___ RECORDS FOR PROCESSING ___

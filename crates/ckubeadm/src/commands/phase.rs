//! `ckubeadm alpha phase` - run single steps of `init`
//!
//! Every group has one leaf per artifact plus an `all` leaf. Leaves resolve
//! the master configuration from `--config` (or the defaults with
//! `--cert-dir` applied), validate it and print what the step produces.

use anyhow::{anyhow, Context, Result};
use clap::{Arg, ArgMatches};
use ckubeadm_core::{
    plan::{
        addon_step, certificate_step, controlplane_step, etcd_step, kubeconfig_step,
        markmaster_step, master_preflight_checks, node_preflight_checks, Addon, Certificate,
        ControlPlaneComponent, Kubeconfig, PlanStep,
    },
    MasterConfiguration, NodeConfiguration,
};
use strum::IntoEnumIterator;

use super::{cert_dir_arg, config_arg, load_config_arg, string_value, write_steps};
use crate::cli::{CommandNode, Sink};

type StepFn<T> = fn(T, &MasterConfiguration) -> PlanStep;

pub fn new_cmd_phase(out: &Sink) -> CommandNode {
    CommandNode::container("phase", "Invoke subsets of ckubeadm functions separately for a manual install")
        .long_about(concat!(
            "Invoke subsets of the 'init' workflow separately for a manual install.\n",
            "\n",
            "Each phase prints the artifacts it produces for the resolved master\n",
            "configuration. The 'all' subcommand of a group covers every artifact\n",
            "of that group in 'init' order."
        ))
        .subcommand(new_cmd_preflight(out))
        .subcommand(phase_group(
            "certs",
            "Generate certificates for a Kubernetes cluster",
            "Generate all PKI assets necessary to establish the control plane",
            Certificate::name,
            |c| c.description().to_string(),
            certificate_step,
            out,
        ))
        .subcommand(phase_group(
            "kubeconfig",
            "Generate all kubeconfig files necessary to establish the control plane and the admin kubeconfig file",
            "Generate all kubeconfig files",
            Kubeconfig::name,
            |k| k.description().to_string(),
            |k, _| kubeconfig_step(k),
            out,
        ))
        .subcommand(phase_group(
            "controlplane",
            "Generate all static pod manifest files necessary to establish the control plane",
            "Generate all static pod manifest files",
            ControlPlaneComponent::name,
            |c| format!("Generate the static pod manifest for {}", c.pod_name()),
            controlplane_step,
            out,
        ))
        .subcommand(
            CommandNode::container("etcd", "Generate static pod manifest file for etcd")
                .subcommand(phase_leaf(
                    "local",
                    "Generate the static pod manifest file for a single-node etcd",
                    |_| vec![etcd_step()],
                    out,
                )),
        )
        .subcommand(phase_leaf(
            "mark-master",
            "Mark a node as master",
            |config| vec![markmaster_step(config)],
            out,
        ))
        .subcommand(phase_group(
            "addon",
            "Install an addon to a Kubernetes cluster",
            "Install all addons",
            Addon::name,
            |a| format!("Install the {} addon", a.name()),
            addon_step,
            out,
        ))
}

fn phase_args() -> [Arg; 2] {
    [config_arg().conflicts_with("cert-dir"), cert_dir_arg()]
}

/// A container named `name` with an `all` leaf followed by one leaf per
/// variant of `T`.
fn phase_group<T>(
    name: &'static str,
    about: &'static str,
    all_about: &'static str,
    item_name: fn(T) -> &'static str,
    item_about: fn(T) -> String,
    step: StepFn<T>,
    out: &Sink,
) -> CommandNode
where
    T: IntoEnumIterator + Copy + 'static,
{
    let all = phase_leaf(
        "all",
        all_about,
        move |config| T::iter().map(|item| step(item, config)).collect(),
        out,
    );
    T::iter().fold(
        CommandNode::container(name, about).subcommand(all),
        |group, item| {
            group.subcommand(phase_leaf(
                item_name(item),
                item_about(item),
                move |config| vec![step(item, config)],
                out,
            ))
        },
    )
}

fn phase_leaf<F>(
    name: &'static str,
    about: impl Into<String>,
    steps: F,
    out: &Sink,
) -> CommandNode
where
    F: Fn(&MasterConfiguration) -> Vec<PlanStep> + 'static,
{
    let out = out.clone();
    CommandNode::leaf(name, about, move |inv| {
        let config = resolve_master_config(inv.matches())?;
        tracing::debug!(phase = %inv.command_path(), "running phase");
        write_steps(&out, &steps(&config))
    })
    .args(phase_args())
}

fn new_cmd_preflight(out: &Sink) -> CommandNode {
    let master_out = out.clone();
    let node_out = out.clone();
    CommandNode::container("preflight", "Run pre-flight checks")
        .subcommand(
            CommandNode::leaf("master", "Run master pre-flight checks", move |inv| {
                let config = resolve_master_config(inv.matches())?;
                write_steps(&master_out, &master_preflight_checks(&config))
            })
            .args(phase_args()),
        )
        .subcommand(
            CommandNode::leaf("node", "Run node pre-flight checks", move |inv| {
                let config = load_config_arg::<NodeConfiguration>(inv.matches())?
                    .unwrap_or_default();
                write_steps(&node_out, &node_preflight_checks(&config))
            })
            .arg(config_arg()),
        )
}

/// `--config` when given, otherwise the defaults with `--cert-dir` applied.
fn resolve_master_config(matches: &ArgMatches) -> Result<MasterConfiguration> {
    let config = match load_config_arg::<MasterConfiguration>(matches)? {
        Some(config) => config,
        None => MasterConfiguration {
            certificates_dir: string_value(matches, "cert-dir")
                .ok_or_else(|| anyhow!("--cert-dir has no value"))?,
            ..MasterConfiguration::default()
        },
    };
    config
        .validate()
        .context("invalid master configuration")?;
    Ok(config)
}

___

[PROBLEM TO WORK ON]
Reply with the number of lines in the data above that contain "Kubernetes", and with nothing else.

[SOLVED PROBLEM]
2